What the task asks:
Give back only the lines in the records below from the one with "use super::super::DocType;" to the one with "assert_eq!(docs.len(), 6);", both inclusive, word for word.

*** Opening Record excerpts ***

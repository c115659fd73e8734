//! Customer-side order changes.

use sqlx::PgPool;
use thiserror::Error;
use tracing::instrument;

use jouwwinkel_core::stock;
use jouwwinkel_core::{CustomerId, OrderId, OrderStatus};

use crate::db::{RepositoryError, coupons, orders};

#[derive(Debug, Error)]
pub enum OrderError {
    #[error("order not found")]
    NotFound,

    #[error("an order that is {0} can no longer be cancelled")]
    NotCancellable(OrderStatus),

    #[error("database error: {0}")]
    Repository(#[from] RepositoryError),
}

impl From<sqlx::Error> for OrderError {
    fn from(e: sqlx::Error) -> Self {
        Self::Repository(RepositoryError::Database(e))
    }
}

/// Cancel a pending order on the customer's request.
///
/// Stock goes back to the shelves and the coupon use is released, in the
/// same transaction as the status change.
///
/// # Errors
///
/// Returns `OrderError::NotFound` when the order isn't the customer's and
/// `OrderError::NotCancellable` once it has been confirmed.
#[instrument(skip(pool))]
pub async fn cancel_order(
    pool: &PgPool,
    order_id: OrderId,
    customer_id: CustomerId,
) -> Result<(), OrderError> {
    let mut tx = pool.begin().await?;

    let order = orders::lock_for_customer(&mut tx, order_id, customer_id)
        .await?
        .ok_or(OrderError::NotFound)?;

    if !order.status.customer_cancellable() {
        return Err(OrderError::NotCancellable(order.status));
    }

    orders::set_status(&mut tx, order.id, OrderStatus::Cancelled).await?;
    stock::restore(&mut tx, order.id).await?;
    if let Some(code) = order.coupon_code.as_deref() {
        coupons::release_use(&mut *tx, code).await?;
    }

    tx.commit().await?;

    tracing::info!(order_id = %order.id, "Order cancelled by customer");
    Ok(())
}

#[cfg(test)]
mod tests {
    use super::*;

    #[test]
    fn test_not_cancellable_message() {
        let err = OrderError::NotCancellable(OrderStatus::Shipped);
        assert_eq!(err.to_string(), "an order that is shipped can no longer be cancelled");
    }
}
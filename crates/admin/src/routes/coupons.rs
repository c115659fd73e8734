//! Coupon management.

use askama::Template;
use askama_web::WebTemplate;
use axum::{
    Form,
    extract::{Path, State},
    http::StatusCode,
    response::{IntoResponse, Redirect, Response},
};
use chrono::{DateTime, Utc};
use rust_decimal::Decimal;
use serde::Deserialize;
use tower_sessions::Session;
use tracing::instrument;

use jouwwinkel_core::coupon::{Coupon, CouponTerms, normalize_code, validate_coupon_terms};
use jouwwinkel_core::validation::ValidationErrors;
use jouwwinkel_core::{CouponId, DiscountType};

use crate::db::{CouponInput, CouponRepository};
use crate::error::AppError;
use crate::filters;
use crate::middleware::RequireWriter;
use crate::models::Flash;
use crate::routes::context::{PageContext, set_flash};
use crate::routes::forms::conflict_on;
use crate::state::AppState;

const MAX_DESCRIPTION_LENGTH: usize = 500;

/// `<input type="datetime-local">` value format.
const INPUT_DATETIME: &str = "%Y-%m-%dT%H:%M";

fn input_datetime(value: Option<DateTime<Utc>>) -> String {
    value
        .map(|dt| dt.format(INPUT_DATETIME).to_string())
        .unwrap_or_default()
}

fn optional_amount(value: Option<Decimal>) -> String {
    value.map(|d| d.to_string()).unwrap_or_default()
}

#[derive(Debug, Clone, Default, Deserialize)]
pub struct CouponForm {
    #[serde(default)]
    pub code: String,
    #[serde(default)]
    pub description: String,
    #[serde(default)]
    pub discount_type: String,
    #[serde(default)]
    pub value: String,
    #[serde(default)]
    pub min_order_amount: String,
    #[serde(default)]
    pub max_discount: String,
    #[serde(default)]
    pub usage_limit: String,
    #[serde(default)]
    pub starts_at: String,
    #[serde(default)]
    pub expires_at: String,
    pub is_active: Option<String>,
}

impl CouponForm {
    fn from_coupon(coupon: &Coupon) -> Self {
        Self {
            code: coupon.code.clone(),
            description: coupon.description.clone(),
            discount_type: coupon.discount_type.to_string(),
            value: coupon.value.to_string(),
            min_order_amount: optional_amount(coupon.min_order_amount),
            max_discount: optional_amount(coupon.max_discount),
            usage_limit: coupon.usage_limit.map(|l| l.to_string()).unwrap_or_default(),
            starts_at: input_datetime(coupon.starts_at),
            expires_at: input_datetime(coupon.expires_at),
            is_active: coupon.is_active.then(|| "on".to_owned()),
        }
    }

    #[must_use]
    pub const fn active(&self) -> bool {
        self.is_active.is_some()
    }

    /// Parse the raw fields, then check the terms as a whole.
    ///
    /// # Errors
    ///
    /// Returns the collected field errors.
    pub fn validate(&self) -> Result<CouponInput, ValidationErrors> {
        let mut errors = ValidationErrors::new();
        let description = errors.text("description", &self.description, MAX_DESCRIPTION_LENGTH, false);
        let discount_type: DiscountType = errors.choice("discount_type", &self.discount_type);
        let value = errors.money("value", &self.value, false);
        let min_order_amount = errors.optional_money("min_order_amount", &self.min_order_amount);
        let max_discount = errors.optional_money("max_discount", &self.max_discount);
        let usage_limit = errors.optional_int("usage_limit", &self.usage_limit, 1);
        let starts_at = errors.datetime("starts_at", &self.starts_at);
        let expires_at = errors.datetime("expires_at", &self.expires_at);

        let terms = CouponTerms {
            code: normalize_code(&self.code),
            discount_type,
            value,
            min_order_amount,
            max_discount,
            usage_limit,
            starts_at,
            expires_at,
        };

        // Field-level errors first; the combined rules would only repeat them.
        errors.into_result(())?;
        validate_coupon_terms(&terms)?;

        Ok(CouponInput {
            terms,
            description,
            is_active: self.active(),
        })
    }
}

pub struct DiscountTypeOption {
    pub value: &'static str,
    pub label: &'static str,
    pub selected: bool,
}

fn discount_type_options(selected: &str) -> Vec<DiscountTypeOption> {
    DiscountType::ALL
        .iter()
        .map(|t| DiscountTypeOption {
            value: t.as_str(),
            label: match t {
                DiscountType::Percentage => "Percentage",
                DiscountType::Fixed => "Fixed amount",
            },
            selected: t.as_str() == selected,
        })
        .collect()
}

/// One row of the coupon table.
pub struct CouponRowView {
    pub id: i32,
    pub code: String,
    pub summary: String,
    pub description: String,
    pub usage: String,
    pub expires_at: Option<String>,
    pub expired: bool,
    pub is_active: bool,
}

impl CouponRowView {
    fn new(coupon: &Coupon, now: DateTime<Utc>) -> Self {
        let usage = coupon.usage_limit.map_or_else(
            || coupon.times_used.to_string(),
            |limit| format!("{} / {limit}", coupon.times_used),
        );
        Self {
            id: coupon.id.as_i32(),
            code: coupon.code.clone(),
            summary: coupon.summary(),
            description: coupon.description.clone(),
            usage,
            expires_at: coupon.expires_at.as_ref().map(filters::short_datetime),
            expired: coupon.expires_at.is_some_and(|e| e <= now),
            is_active: coupon.is_active,
        }
    }
}

#[derive(Template, WebTemplate)]
#[template(path = "coupons/index.html")]
pub struct CouponsIndexTemplate {
    pub ctx: PageContext,
    pub coupons: Vec<CouponRowView>,
}

#[derive(Template, WebTemplate)]
#[template(path = "coupons/form.html")]
pub struct CouponFormTemplate {
    pub ctx: PageContext,
    pub coupon_id: Option<i32>,
    pub times_used: i32,
    pub discount_types: Vec<DiscountTypeOption>,
    pub form: CouponForm,
    pub errors: ValidationErrors,
}

impl CouponFormTemplate {
    fn new(
        ctx: PageContext,
        coupon_id: Option<i32>,
        times_used: i32,
        form: CouponForm,
        errors: ValidationErrors,
    ) -> Self {
        Self {
            ctx,
            coupon_id,
            times_used,
            discount_types: discount_type_options(&form.discount_type),
            form,
            errors,
        }
    }
}

/// GET /coupons
#[instrument(skip_all)]
pub async fn index(State(state): State<AppState>, ctx: PageContext) -> Result<CouponsIndexTemplate, AppError> {
    let now = Utc::now();
    let coupons = CouponRepository::new(state.pool()).list().await?;
    Ok(CouponsIndexTemplate {
        ctx,
        coupons: coupons.iter().map(|c| CouponRowView::new(c, now)).collect(),
    })
}

/// GET /coupons/new
pub async fn new_coupon(ctx: PageContext) -> CouponFormTemplate {
    let form = CouponForm {
        discount_type: DiscountType::Percentage.to_string(),
        is_active: Some("on".to_owned()),
        ..CouponForm::default()
    };
    CouponFormTemplate::new(ctx, None, 0, form, ValidationErrors::new())
}

/// POST /coupons
#[instrument(skip(state, session, ctx, admin, form), fields(admin_id = %admin.id))]
pub async fn create(
    State(state): State<AppState>,
    session: Session,
    RequireWriter(admin): RequireWriter,
    ctx: PageContext,
    Form(form): Form<CouponForm>,
) -> Result<Response, AppError> {
    let errors = match form.validate() {
        Ok(input) => match CouponRepository::new(state.pool()).create(&input).await {
            Ok(coupon) => {
                tracing::info!(coupon_id = %coupon.id, code = %coupon.code, "Coupon created");
                set_flash(&session, Flash::success(format!("Coupon {} created", coupon.code))).await?;
                return Ok(Redirect::to("/coupons").into_response());
            }
            Err(e) => conflict_on("code", e)?,
        },
        Err(errors) => errors,
    };
    let page = CouponFormTemplate::new(ctx, None, 0, form, errors);
    Ok((StatusCode::UNPROCESSABLE_ENTITY, page).into_response())
}

/// GET /coupons/{id}
#[instrument(skip(state, ctx))]
pub async fn edit(
    State(state): State<AppState>,
    ctx: PageContext,
    Path(id): Path<i32>,
) -> Result<CouponFormTemplate, AppError> {
    let coupon = CouponRepository::new(state.pool())
        .get(CouponId::new(id))
        .await?
        .ok_or_else(|| AppError::NotFound("Coupon".to_owned()))?;
    let form = CouponForm::from_coupon(&coupon);
    Ok(CouponFormTemplate::new(
        ctx,
        Some(id),
        coupon.times_used,
        form,
        ValidationErrors::new(),
    ))
}

/// POST /coupons/{id}
///
/// The usage counter is kept; only the terms change.
#[instrument(skip(state, session, ctx, admin, form), fields(admin_id = %admin.id))]
pub async fn update(
    State(state): State<AppState>,
    session: Session,
    RequireWriter(admin): RequireWriter,
    ctx: PageContext,
    Path(id): Path<i32>,
    Form(form): Form<CouponForm>,
) -> Result<Response, AppError> {
    let repo = CouponRepository::new(state.pool());
    let coupon_id = CouponId::new(id);
    let errors = match form.validate() {
        Ok(input) => match repo.update(coupon_id, &input).await {
            Ok(coupon) => {
                set_flash(&session, Flash::success(format!("Coupon {} saved", coupon.code))).await?;
                return Ok(Redirect::to("/coupons").into_response());
            }
            Err(e) => conflict_on("code", e)?,
        },
        Err(errors) => errors,
    };
    let times_used = repo.get(coupon_id).await?.map_or(0, |c| c.times_used);
    let page = CouponFormTemplate::new(ctx, Some(id), times_used, form, errors);
    Ok((StatusCode::UNPROCESSABLE_ENTITY, page).into_response())
}

/// POST /coupons/{id}/toggle
#[instrument(skip(state, session, admin), fields(admin_id = %admin.id))]
pub async fn toggle(
    State(state): State<AppState>,
    session: Session,
    RequireWriter(admin): RequireWriter,
    Path(id): Path<i32>,
) -> Result<Redirect, AppError> {
    let active = CouponRepository::new(state.pool())
        .toggle_active(CouponId::new(id))
        .await?;
    let message = if active { "Coupon activated" } else { "Coupon deactivated" };
    set_flash(&session, Flash::success(message)).await?;
    Ok(Redirect::to("/coupons"))
}

/// POST /coupons/{id}/delete
#[instrument(skip(state, session, admin), fields(admin_id = %admin.id))]
pub async fn delete(
    State(state): State<AppState>,
    session: Session,
    RequireWriter(admin): RequireWriter,
    Path(id): Path<i32>,
) -> Result<Redirect, AppError> {
    CouponRepository::new(state.pool()).delete(CouponId::new(id)).await?;
    tracing::info!(coupon_id = id, "Coupon deleted");
    set_flash(&session, Flash::success("Coupon deleted")).await?;
    Ok(Redirect::to("/coupons"))
}

#[cfg(test)]
#[allow(clippy::unwrap_used)]
mod tests {
    use super::*;

    fn form() -> CouponForm {
        CouponForm {
            code: " zomer10 ".to_owned(),
            discount_type: "percentage".to_owned(),
            value: "10".to_owned(),
            is_active: Some("on".to_owned()),
            ..CouponForm::default()
        }
    }

    #[test]
    fn test_valid_coupon_is_normalised() {
        let input = form().validate().unwrap();
        assert_eq!(input.terms.code, "ZOMER10");
        assert_eq!(input.terms.discount_type, DiscountType::Percentage);
        assert_eq!(input.terms.usage_limit, None);
        assert!(input.is_active);
    }

    #[test]
    fn test_field_errors() {
        let bad = CouponForm {
            discount_type: "bogo".to_owned(),
            usage_limit: "0".to_owned(),
            starts_at: "tomorrow".to_owned(),
            ..form()
        };
        let errors = bad.validate().unwrap_err();
        assert!(errors.get("discount_type").is_some());
        assert!(errors.get("usage_limit").is_some());
        assert!(errors.get("starts_at").is_some());
    }

    #[test]
    fn test_term_rules() {
        let too_much = CouponForm {
            value: "150".to_owned(),
            ..form()
        };
        assert!(too_much.validate().unwrap_err().get("value").is_some());

        let backwards = CouponForm {
            starts_at: "2025-06-01T09:00".to_owned(),
            expires_at: "2025-05-01T09:00".to_owned(),
            ..form()
        };
        assert!(backwards.validate().unwrap_err().get("expires_at").is_some());
    }

    #[test]
    fn test_datetime_round_trip_for_inputs() {
        let form = form();
        let input = CouponForm {
            starts_at: "2025-06-01T09:30".to_owned(),
            ..form
        }
        .validate()
        .unwrap();
        assert_eq!(input_datetime(input.terms.starts_at), "2025-06-01T09:30");
    }

    #[test]
    fn test_discount_type_options() {
        let options = discount_type_options("fixed");
        assert_eq!(options.len(), 2);
        assert!(options.iter().any(|o| o.value == "fixed" && o.selected));
        assert!(options.iter().any(|o| o.value == "percentage" && !o.selected));
    }
}
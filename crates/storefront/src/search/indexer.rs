//! Search index builder.
//!
//! Reads the active catalog from the database and rebuilds the index in a
//! background task.

use std::collections::HashMap;
use std::time::Duration;

use sqlx::PgPool;
use tracing::{error, info, instrument};

use jouwwinkel_core::models::{Category, Combo, ComboItem, Product};
use jouwwinkel_core::{CategoryId, ComboId, ProductId};

use crate::db::{CatalogRepository, ComboRepository, RepositoryError, combos};

use super::{SearchDocument, SearchIndex};

/// Spawn a background task that builds the index now and again every
/// `interval`.
///
/// Until the first build completes, searches return empty results.
pub fn spawn_refresh(search_index: SearchIndex, pool: PgPool, interval: Duration) {
    info!(interval_secs = interval.as_secs(), "Spawning search index refresh task");
    tokio::spawn(async move {
        let mut ticker = tokio::time::interval(interval);
        ticker.set_missed_tick_behavior(tokio::time::MissedTickBehavior::Delay);
        loop {
            ticker.tick().await;
            rebuild(&search_index, &pool).await;
        }
    });
}

/// Rebuild the index once, logging instead of failing.
#[instrument(skip_all)]
pub async fn rebuild(search_index: &SearchIndex, pool: &PgPool) {
    let documents = match load_documents(pool).await {
        Ok(documents) => documents,
        Err(e) => {
            error!(error = %e, "Failed to load catalog for search index");
            return;
        }
    };

    // Tantivy indexing is CPU-bound
    let index = search_index.clone();
    match tokio::task::spawn_blocking(move || index.replace(&documents)).await {
        Ok(Ok(count)) => info!(docs = count, "Search index rebuilt"),
        Ok(Err(e)) => error!(error = %e, "Failed to build search index"),
        Err(e) => error!(error = %e, "Search index build task panicked"),
    }
}

async fn load_documents(pool: &PgPool) -> Result<Vec<SearchDocument>, RepositoryError> {
    let catalog = CatalogRepository::new(pool);
    let categories = catalog.active_categories().await?;
    let products = catalog.all_active_products().await?;
    let variant_totals = catalog.variant_stock_totals().await?;

    let combo_rows = ComboRepository::new(pool).list_active().await?;
    let combo_ids: Vec<ComboId> = combo_rows.iter().map(|c| c.id).collect();
    let items = combos::items_for(pool, &combo_ids).await?;

    Ok(documents(
        &categories,
        &products,
        &variant_totals,
        &combo_rows,
        &items,
    ))
}

/// Turn catalog rows into index documents.
///
/// A product is available when it (or any of its variants) has stock; a
/// combo when every component can fill at least one bundle.
fn documents(
    categories: &[Category],
    products: &[Product],
    variant_totals: &HashMap<ProductId, i64>,
    combo_rows: &[Combo],
    items: &[ComboItem],
) -> Vec<SearchDocument> {
    let category_names: HashMap<CategoryId, &str> =
        categories.iter().map(|c| (c.id, c.name.as_str())).collect();
    let active: HashMap<ProductId, &Product> = products.iter().map(|p| (p.id, p)).collect();

    let mut docs = Vec::with_capacity(categories.len() + products.len() + combo_rows.len());

    docs.extend(categories.iter().map(SearchDocument::category));

    for product in products {
        let available = variant_totals
            .get(&product.id)
            .map_or(product.stock > 0, |total| *total > 0);
        let category = product
            .category_id
            .and_then(|id| category_names.get(&id).copied());
        docs.push(SearchDocument::product(product, category, available));
    }

    for combo in combo_rows {
        let mut components = items.iter().filter(|i| i.combo_id == combo.id).peekable();
        let has_components = components.peek().is_some();
        let fillable = components.all(|item| {
            active
                .get(&item.product_id)
                .is_some_and(|p| p.stock >= item.quantity)
        });
        docs.push(SearchDocument::combo(combo, has_components && fillable));
    }

    docs
}

#[cfg(test)]
#[allow(clippy::unwrap_used)]
mod tests {
    use chrono::Utc;
    use rust_decimal::Decimal;

    use super::super::DocType;
    use super::*;

    fn product(id: i32, stock: i32) -> Product {
        Product {
            id: ProductId::new(id),
            category_id: Some(CategoryId::new(1)),
            name: format!("Product {id}"),
            slug: format!("product-{id}"),
            description: String::new(),
            price: Decimal::new(1000, 2),
            compare_at_price: None,
            stock,
            image_urls: Vec::new(),
            is_featured: false,
            is_active: true,
            created_at: Utc::now(),
            updated_at: Utc::now(),
        }
    }

    fn category() -> Category {
        Category {
            id: CategoryId::new(1),
            name: "Keuken".to_owned(),
            slug: "keuken".to_owned(),
            description: None,
            image_url: None,
            sort_order: 0,
            is_active: true,
            created_at: Utc::now(),
            updated_at: Utc::now(),
        }
    }

    fn combo(id: i32) -> Combo {
        Combo {
            id: ComboId::new(id),
            name: format!("Combo {id}"),
            slug: format!("combo-{id}"),
            description: String::new(),
            image_url: None,
            price: Decimal::new(2500, 2),
            is_active: true,
            created_at: Utc::now(),
            updated_at: Utc::now(),
        }
    }

    #[test]
    fn test_documents_availability() {
        let products = [product(1, 0), product(2, 3), product(3, 0)];
        let mut variant_totals = HashMap::new();
        variant_totals.insert(ProductId::new(3), 4_i64);
        let combos = [combo(1), combo(2)];
        let items = [
            ComboItem {
                combo_id: ComboId::new(1),
                product_id: ProductId::new(2),
                quantity: 2,
            },
            ComboItem {
                combo_id: ComboId::new(2),
                product_id: ProductId::new(2),
                quantity: 4,
            },
        ];

        let docs = documents(&[category()], &products, &variant_totals, &combos, &items);
        assert_eq!(docs.len(), 6);

        let find = |slug: &str| docs.iter().find(|d| d.slug == slug).unwrap();
        assert!(!find("product-1").available);
        assert!(find("product-2").available);
        // sold through variants: the variant total counts, not product stock
        assert!(find("product-3").available);
        assert!(find("combo-1").available);
        assert!(!find("combo-2").available);
        assert_eq!(find("product-2").tags, "Keuken");
        assert_eq!(find("keuken").doc_type, DocType::Category);
    }

    #[test]
    fn test_combo_without_components_is_unavailable() {
        let docs = documents(&[], &[], &HashMap::new(), &[combo(9)], &[]);
        assert!(!docs[0].available);
    }
}
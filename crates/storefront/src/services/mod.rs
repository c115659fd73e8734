//! Business logic services for the storefront.
//!
//! # Services
//!
//! - `auth` - Customer authentication (password, `WebAuthn` passkeys)
//! - `cart` - Re-pricing the session cart against the catalog
//! - `checkout` - Placing an order in one transaction
//! - `orders` - Customer order cancellation
//! - `content` - Cached site content and Markdown rendering

pub mod auth;
pub mod cart;
pub mod checkout;
pub mod content;
pub mod orders;
//! Combo (bundle) pages.

use std::collections::HashMap;

use askama::Template;
use askama_web::WebTemplate;
use axum::{
    extract::{Path, State},
    response::{IntoResponse, Response},
};
use tracing::instrument;

use jouwwinkel_core::models::{Combo, ComboItem, Product, combo_savings};
use jouwwinkel_core::{ComboId, Price, ProductId};

use crate::db::{ComboRepository, RepositoryError, catalog, combos};
use crate::error::AppError;
use crate::filters;
use crate::routes::context::PageContext;
use crate::services::content::render_markdown;
use crate::state::AppState;

/// A combo tile with its price, saving and availability.
pub struct ComboCard {
    pub id: ComboId,
    pub slug: String,
    pub name: String,
    pub image_url: Option<String>,
    pub price: String,
    pub savings: Option<String>,
    pub available: bool,
}

/// One product inside a combo.
pub struct ComponentView {
    pub name: String,
    pub slug: String,
    pub quantity: i32,
    pub unit_price: String,
}

/// Build a card from a combo, its component rows and the component products.
///
/// A combo is available only when it has components and every component is
/// active with enough stock for one bundle.
fn combo_card(combo: &Combo, items: &[ComboItem], products: &HashMap<ProductId, Product>) -> ComboCard {
    let components: Vec<&ComboItem> = items.iter().filter(|i| i.combo_id == combo.id).collect();
    let available = !components.is_empty()
        && components.iter().all(|item| {
            products
                .get(&item.product_id)
                .is_some_and(|p| p.is_active && p.stock >= item.quantity)
        });
    let savings = combo_savings(
        combo.price,
        components.iter().filter_map(|item| {
            products
                .get(&item.product_id)
                .map(|p| (p.price, item.quantity))
        }),
    );

    ComboCard {
        id: combo.id,
        slug: combo.slug.clone(),
        name: combo.name.clone(),
        image_url: combo.image_url.clone(),
        price: Price::eur(combo.price).to_string(),
        savings: (!savings.is_zero()).then(|| Price::eur(savings).to_string()),
        available,
    }
}

/// Cards for a set of combos, with two queries for all their components.
///
/// # Errors
///
/// Returns `RepositoryError::Database` if a query fails.
pub async fn combo_cards(state: &AppState, rows: &[Combo]) -> Result<Vec<ComboCard>, RepositoryError> {
    let ids: Vec<ComboId> = rows.iter().map(|c| c.id).collect();
    let items = combos::items_for(state.pool(), &ids).await?;
    let products = component_products(state, &items).await?;
    Ok(rows
        .iter()
        .map(|combo| combo_card(combo, &items, &products))
        .collect())
}

async fn component_products(
    state: &AppState,
    items: &[ComboItem],
) -> Result<HashMap<ProductId, Product>, RepositoryError> {
    let ids: Vec<ProductId> = items.iter().map(|i| i.product_id).collect();
    let products = catalog::products_by_ids(state.pool(), &ids).await?;
    Ok(products.into_iter().map(|p| (p.id, p)).collect())
}

#[derive(Template, WebTemplate)]
#[template(path = "combos/index.html")]
pub struct CombosIndexTemplate {
    pub ctx: PageContext,
    pub combos: Vec<ComboCard>,
}

#[derive(Template, WebTemplate)]
#[template(path = "combos/show.html")]
pub struct ComboShowTemplate {
    pub ctx: PageContext,
    pub card: ComboCard,
    pub description_html: String,
    pub components: Vec<ComponentView>,
}

/// GET /combos
pub async fn index(State(state): State<AppState>, ctx: PageContext) -> Result<Response, AppError> {
    let rows = ComboRepository::new(state.pool()).list_active().await?;
    let combos = combo_cards(&state, &rows).await?;
    Ok(CombosIndexTemplate { ctx, combos }.into_response())
}

/// GET /combos/{slug}
#[instrument(skip(state, ctx))]
pub async fn show(
    State(state): State<AppState>,
    ctx: PageContext,
    Path(slug): Path<String>,
) -> Result<Response, AppError> {
    let repo = ComboRepository::new(state.pool());
    let combo = repo
        .by_slug(&slug)
        .await?
        .ok_or_else(|| AppError::NotFound(format!("combo {slug}")))?;
    let items = repo.items(combo.id).await?;
    let products = component_products(&state, &items).await?;

    let components = items
        .iter()
        .filter_map(|item| {
            products.get(&item.product_id).map(|p| ComponentView {
                name: p.name.clone(),
                slug: p.slug.clone(),
                quantity: item.quantity,
                unit_price: Price::eur(p.price).to_string(),
            })
        })
        .collect();

    Ok(ComboShowTemplate {
        card: combo_card(&combo, &items, &products),
        description_html: render_markdown(&combo.description),
        components,
        ctx,
    }
    .into_response())
}

#[cfg(test)]
mod tests {
    use chrono::Utc;
    use rust_decimal::Decimal;

    use super::*;

    fn product(id: i32, price: i64, stock: i32) -> Product {
        Product {
            id: ProductId::new(id),
            category_id: None,
            name: format!("Product {id}"),
            slug: format!("product-{id}"),
            description: String::new(),
            price: Decimal::new(price, 2),
            compare_at_price: None,
            stock,
            image_urls: Vec::new(),
            is_featured: false,
            is_active: true,
            created_at: Utc::now(),
            updated_at: Utc::now(),
        }
    }

    fn combo(price: i64) -> Combo {
        Combo {
            id: ComboId::new(1),
            name: "Ontbijtset".to_owned(),
            slug: "ontbijtset".to_owned(),
            description: String::new(),
            image_url: None,
            price: Decimal::new(price, 2),
            is_active: true,
            created_at: Utc::now(),
            updated_at: Utc::now(),
        }
    }

    fn item(product_id: i32, quantity: i32) -> ComboItem {
        ComboItem {
            combo_id: ComboId::new(1),
            product_id: ProductId::new(product_id),
            quantity,
        }
    }

    #[test]
    fn test_combo_card_savings_and_availability() {
        let products: HashMap<ProductId, Product> = [product(1, 1000, 5), product(2, 450, 2)]
            .into_iter()
            .map(|p| (p.id, p))
            .collect();
        let items = [item(1, 1), item(2, 2)];

        let card = combo_card(&combo(1500), &items, &products);
        assert_eq!(card.price, "€15.00");
        assert_eq!(card.savings.as_deref(), Some("€4.00"));
        assert!(card.available);

        let items = [item(1, 1), item(2, 3)];
        assert!(!combo_card(&combo(1500), &items, &products).available);
    }

    #[test]
    fn test_empty_combo_is_unavailable() {
        let card = combo_card(&combo(1000), &[], &HashMap::new());
        assert!(!card.available);
        assert_eq!(card.savings, None);
    }
}
//! CLI command implementations.

pub mod admin;
pub mod migrate;
pub mod seed;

*** Closing Record excerpts ***

Exercise response:
    use super::super::DocType;
    use super::*;

    fn product(id: i32, stock: i32) -> Product {
        Product {
            id: ProductId::new(id),
            category_id: Some(CategoryId::new(1)),
            name: format!("Product {id}"),
            slug: format!("product-{id}"),
            description: String::new(),
            price: Decimal::new(1000, 2),
            compare_at_price: None,
            stock,
            image_urls: Vec::new(),
            is_featured: false,
            is_active: true,
            created_at: Utc::now(),
            updated_at: Utc::now(),
        }
    }

    fn category() -> Category {
        Category {
            id: CategoryId::new(1),
            name: "Keuken".to_owned(),
            slug: "keuken".to_owned(),
            description: None,
            image_url: None,
            sort_order: 0,
            is_active: true,
            created_at: Utc::now(),
            updated_at: Utc::now(),
        }
    }

    fn combo(id: i32) -> Combo {
        Combo {
            id: ComboId::new(id),
            name: format!("Combo {id}"),
            slug: format!("combo-{id}"),
            description: String::new(),
            image_url: None,
            price: Decimal::new(2500, 2),
            is_active: true,
            created_at: Utc::now(),
            updated_at: Utc::now(),
        }
    }

    #[test]
    fn test_documents_availability() {
        let products = [product(1, 0), product(2, 3), product(3, 0)];
        let mut variant_totals = HashMap::new();
        variant_totals.insert(ProductId::new(3), 4_i64);
        let combos = [combo(1), combo(2)];
        let items = [
            ComboItem {
                combo_id: ComboId::new(1),
                product_id: ProductId::new(2),
                quantity: 2,
            },
            ComboItem {
                combo_id: ComboId::new(2),
                product_id: ProductId::new(2),
                quantity: 4,
            },
        ];

        let docs = documents(&[category()], &products, &variant_totals, &combos, &items);
        assert_eq!(docs.len(), 6);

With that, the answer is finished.